◆ PROVIDED RECORDS ◆
=-=-=
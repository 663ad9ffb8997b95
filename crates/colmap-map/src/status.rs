//! Referenced-file availability checks.
//!
//! Checking is read-only and may run on a background task; the document
//! owner applies the results with [`apply_file_statuses`].

use std::path::PathBuf;

use colmap_model::FileStatus;

use crate::document::MappingDocument;
use crate::error::{MappingError, Result};

/// Checks whether each path exists as a file.
pub fn check_file_statuses(paths: &[PathBuf]) -> Vec<(PathBuf, FileStatus)> {
    paths
        .iter()
        .map(|path| {
            let status = if path.is_file() {
                FileStatus::Available
            } else {
                FileStatus::Missing
            };
            (path.clone(), status)
        })
        .collect()
}

/// Runs [`check_file_statuses`] on a blocking thread.
pub async fn check_file_statuses_async(
    paths: Vec<PathBuf>,
) -> Result<Vec<(PathBuf, FileStatus)>> {
    tokio::task::spawn_blocking(move || check_file_statuses(&paths))
        .await
        .map_err(|e| MappingError::Task {
            message: e.to_string(),
        })
}

/// Writes checked statuses back to the document. Returns how many changed.
pub fn apply_file_statuses(
    document: &mut MappingDocument,
    statuses: &[(PathBuf, FileStatus)],
) -> usize {
    let changed = statuses
        .iter()
        .filter(|(path, status)| document.set_file_status(path, *status))
        .count();
    let missing = statuses
        .iter()
        .filter(|(_, s)| *s == FileStatus::Missing)
        .count();
    if missing > 0 {
        tracing::warn!(missing, "Referenced source files are missing");
    }
    changed
}

/// Checks and applies statuses for every referenced file.
pub fn refresh_file_statuses(document: &mut MappingDocument) -> usize {
    let paths: Vec<PathBuf> = document
        .referenced_files()
        .iter()
        .map(|f| f.file_path.clone())
        .collect();
    let statuses = check_file_statuses(&paths);
    apply_file_statuses(document, &statuses)
}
=-=-=
◆ TASK DESCRIPTION ◆
Needed here are the exact lines from the start of the material through the line that contains "-> Result<Vec<(PathBuf, FileStatus)>>", and no others.

◆ SOLUTION TO THIS EXERCISE ◆
repository 663ad9ffb8997b95
filename crates/colmap-map/src/status.rs
//! Referenced-file availability checks.
//!
//! Checking is read-only and may run on a background task; the document
//! owner applies the results with [`apply_file_statuses`].

use std::path::PathBuf;

use colmap_model::FileStatus;

use crate::document::MappingDocument;
use crate::error::{MappingError, Result};

/// Checks whether each path exists as a file.
pub fn check_file_statuses(paths: &[PathBuf]) -> Vec<(PathBuf, FileStatus)> {
    paths
        .iter()
        .map(|path| {
            let status = if path.is_file() {
                FileStatus::Available
            } else {
                FileStatus::Missing
            };
            (path.clone(), status)
        })
        .collect()
}

/// Runs [`check_file_statuses`] on a blocking thread.
pub async fn check_file_statuses_async(
    paths: Vec<PathBuf>,
) -> Result<Vec<(PathBuf, FileStatus)>> {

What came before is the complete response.